Established by the Alumni Board of the University of Utah College of Nursing as a way to highlight nurses for their contributions to the profession in research, education and practice, Honors for Nursing is Utah’s largest celebration of the nursing profession during National Nurses Week. During this year’s event, held at Little America Hotel in Salt Lake City, more than 750 nurses from throughout Utah received a groundswell of praise for their individual contributions to the profession of nursing.

Yet it is the ripple effect of Honors for Nursing that extends beyond the evening’s celebratory activities to aid in the preparation of more nurses.
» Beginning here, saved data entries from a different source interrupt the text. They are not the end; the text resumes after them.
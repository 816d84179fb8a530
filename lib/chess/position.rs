use crate::chess::{Color, Fen, Move, Piece, Promotion, Role, Square};
use derive_more::{DebugCustom, Display, Error};
use shakmaty as sm;
use tracing::instrument;

#[cfg(test)]
use proptest::{prelude::*, sample::Selector};

/// What happened when a [`Move`] was played.
#[derive(Debug, Display, Copy, Clone, Eq, PartialEq, Hash)]
#[cfg_attr(test, derive(test_strategy::Arbitrary))]
#[display(fmt = "{}", _0)]
pub struct MoveResult(pub Move, pub Option<Role>);

impl MoveResult {
    /// The [`Move`] in coordinate notation.
    pub fn r#move(&self) -> Move {
        self.0
    }

    /// The destination [`Square`] of the moving piece.
    pub fn whither(&self) -> Square {
        self.0.whither()
    }

    /// The [`Role`] of the captured piece, if any.
    pub fn capture(&self) -> Option<Role> {
        self.1
    }

    /// Whether a piece was captured.
    pub fn is_capture(&self) -> bool {
        self.1.is_some()
    }
}

#[doc(hidden)]
impl From<&sm::Move> for MoveResult {
    fn from(m: &sm::Move) -> Self {
        match *m {
            sm::Move::Normal {
                from,
                capture,
                to,
                promotion,
                ..
            } => MoveResult(
                Move(from.into(), to.into(), promotion.into()),
                capture.map(Role::from),
            ),

            sm::Move::EnPassant { from, to } => MoveResult(
                Move(from.into(), to.into(), Promotion::None),
                Some(Role::Pawn),
            ),

            sm::Move::Castle { king, rook } => {
                let file = if rook.file() > king.file() {
                    sm::File::G
                } else {
                    sm::File::C
                };

                let to = sm::Square::from_coords(file, king.rank());
                MoveResult(Move(king.into(), to.into(), Promotion::None), None)
            }

            sm::Move::Put { to, .. } => {
                MoveResult(Move(to.into(), to.into(), Promotion::None), None)
            }
        }
    }
}

/// Represents an illegal [`Move`] in a given [`Position`].
#[derive(Debug, Display, Clone, Eq, PartialEq, Error)]
#[display(fmt = "move `{}` is illegal in position `{}`", _0, _1)]
pub struct IllegalMove(pub Move, pub Position);

/// The reason why a move token broadcast by the game server could not be replayed.
#[derive(Debug, Display, Clone, Eq, PartialEq, Error)]
pub enum ReplayError {
    #[display(fmt = "`{}` is not a move in coordinate or standard algebraic notation", _0)]
    Unparseable(#[error(not(source))] String),

    #[display(fmt = "move `{}` is illegal in position `{}`", _0, _1)]
    Illegal(String, Position),
}

/// The state of the chess board.
///
/// Unlike a position in standard chess, this type may hold boards left behind by
/// explosions, for instance boards with a missing king, which admit no further moves.
#[derive(DebugCustom, Display, Clone, Eq, PartialEq)]
#[cfg_attr(test, derive(test_strategy::Arbitrary))]
#[debug(fmt = "Position(\"{}\")", self)]
#[display(fmt = "{}", "Fen::from(self.clone())")]
pub struct Position(
    #[cfg_attr(test, strategy((0..128usize, any::<Selector>()).prop_map(|(moves, selector)| {
        let mut atomic = sm::variant::Atomic::default();
        for _ in 0..moves {
            match selector.try_select(sm::Position::legal_moves(&atomic)) {
                Some(m) => sm::Position::play_unchecked(&mut atomic, &m),
                _ => break,
            }
        }
        sm::Position::into_setup(atomic, sm::EnPassantMode::Legal)
    }).no_shrink()))]
    sm::Setup,
);

impl Default for Position {
    fn default() -> Self {
        sm::Setup::default().into()
    }
}

impl Position {
    /// The side to move.
    pub fn turn(&self) -> Color {
        self.0.turn.into()
    }

    /// The [`Piece`] at a given [`Square`], if any.
    pub fn piece_at(&self, s: Square) -> Option<Piece> {
        self.0.board.piece_at(s.into()).map(Piece::from)
    }

    /// Removes the [`Piece`] at a given [`Square`], if any.
    pub fn remove(&mut self, s: Square) -> Option<Piece> {
        self.0.board.remove_piece_at(s.into()).map(Piece::from)
    }

    /// [`Square`]s occupied, row by row.
    pub fn occupied(&self) -> impl Iterator<Item = (Square, Piece)> + '_ {
        Square::iter().filter_map(|s| Some((s, self.piece_at(s)?)))
    }

    /// A snapshot of this position in FEN.
    pub fn fen(&self) -> Fen {
        self.clone().into()
    }

    /// Whether this position admits any further moves.
    pub fn is_playable(&self) -> bool {
        self.rules()
            .map_or(false, |atomic| !sm::Position::is_game_over(&atomic))
    }

    /// Play a [`Move`] if legal in this position.
    #[instrument(level = "trace", skip(self, m), fields(%self, %m), err)]
    pub fn play(&mut self, m: Move) -> Result<MoveResult, IllegalMove> {
        let atomic = self.rules().ok_or_else(|| IllegalMove(m, self.clone()))?;

        match sm::uci::Uci::from(m).to_move(&atomic) {
            Ok(vm) if sm::Position::is_legal(&atomic, &vm) => Ok(self.execute(&vm)),
            _ => Err(IllegalMove(m, self.clone())),
        }
    }

    /// Play a move given either in coordinate or in standard algebraic notation.
    #[instrument(level = "trace", skip(self), fields(%self), err)]
    pub fn replay(&mut self, token: &str) -> Result<MoveResult, ReplayError> {
        let illegal = || ReplayError::Illegal(token.into(), self.clone());

        let (atomic, vm) = match token.parse::<sm::uci::Uci>() {
            Ok(uci) => {
                let atomic = self.rules().ok_or_else(illegal)?;
                let vm = uci.to_move(&atomic).map_err(|_| illegal())?;
                (atomic, vm)
            }

            Err(_) => match token.parse::<sm::san::SanPlus>() {
                Ok(san) => {
                    let atomic = self.rules().ok_or_else(illegal)?;
                    let vm = san.san.to_move(&atomic).map_err(|_| illegal())?;
                    (atomic, vm)
                }

                Err(_) => return Err(ReplayError::Unparseable(token.into())),
            },
        };

        if sm::Position::is_legal(&atomic, &vm) {
            Ok(self.execute(&vm))
        } else {
            Err(illegal())
        }
    }

    /// Moves the pieces without setting off the explosion of a capture.
    fn execute(&mut self, vm: &sm::Move) -> MoveResult {
        let result = MoveResult::from(vm);
        let setup = &mut self.0;
        let color = setup.turn;
        let home = sm::Bitboard::from_rank(color.fold_wb(sm::Rank::First, sm::Rank::Eighth));

        setup.ep_square = None;
        setup.halfmoves += 1;

        match *vm {
            sm::Move::Normal {
                role,
                from,
                capture,
                to,
                promotion,
            } => {
                setup.board.discard_piece_at(from);
                setup.board.set_piece_at(to, promotion.unwrap_or(role).of(color));
                setup.castling_rights.discard(from);
                setup.castling_rights.discard(to);

                if role == sm::Role::King {
                    setup.castling_rights.discard(home);
                }

                if role == sm::Role::Pawn || capture.is_some() {
                    setup.halfmoves = 0;
                }

                if role == sm::Role::Pawn && from.distance(to) == 2 {
                    setup.ep_square = from.offset(color.fold_wb(8, -8));
                }
            }

            sm::Move::EnPassant { from, to } => {
                setup.board.discard_piece_at(from);
                setup.board.discard_piece_at(sm::Square::from_coords(to.file(), from.rank()));
                setup.board.set_piece_at(to, sm::Role::Pawn.of(color));
                setup.halfmoves = 0;
            }

            sm::Move::Castle { king, rook } => {
                let (k, r) = if rook.file() > king.file() {
                    (sm::File::G, sm::File::F)
                } else {
                    (sm::File::C, sm::File::D)
                };

                let (k, r) = (
                    sm::Square::from_coords(k, king.rank()),
                    sm::Square::from_coords(r, king.rank()),
                );

                setup.board.discard_piece_at(king);
                setup.board.discard_piece_at(rook);
                setup.board.set_piece_at(k, sm::Role::King.of(color));
                setup.board.set_piece_at(r, sm::Role::Rook.of(color));
                setup.castling_rights.discard(home);
            }

            sm::Move::Put { role, to } => {
                setup.board.set_piece_at(to, role.of(color));
            }
        }

        if !color.is_white() {
            setup.fullmoves = setup.fullmoves.saturating_add(1);
        }

        setup.turn = !color;
        result
    }

    /// The rules of Atomic chess applied to this board.
    ///
    /// Castling rights and en passant squares invalidated by explosions are dropped.
    fn rules(&self) -> Option<sm::variant::Atomic> {
        let mode = sm::CastlingMode::Standard;
        <sm::variant::Atomic as sm::FromSetup>::from_setup(self.0.clone(), mode)
            .or_else(sm::PositionError::ignore_invalid_castling_rights)
            .or_else(sm::PositionError::ignore_invalid_ep_square)
            .or_else(sm::PositionError::ignore_impossible_check)
            .ok()
    }
}

impl From<Fen> for Position {
    fn from(fen: Fen) -> Self {
        sm::Setup::from(fen).into()
    }
}

#[doc(hidden)]
impl From<sm::Setup> for Position {
    fn from(setup: sm::Setup) -> Self {
        Position(setup)
    }
}

#[doc(hidden)]
impl From<Position> for sm::Setup {
    fn from(pos: Position) -> Self {
        pos.0
    }
}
Support from the presenting sponsors, along with several other community partners including Sigma Theta Tau International and Kimberly-Clark, is critical in the advancement of a second aim of the event: to raise funds for scholarships for students at the College of Nursing. “Our overarching vision for Honors for Nursing is that it be a celebration of today’s nurses that helps build the pipeline of nurses we need tomorrow,” says Benjamin Becker, RN, MS, OCN, a member of the College of Nursing Alumni Board and a spokesperson for the 19th Annual Honors for Nursing.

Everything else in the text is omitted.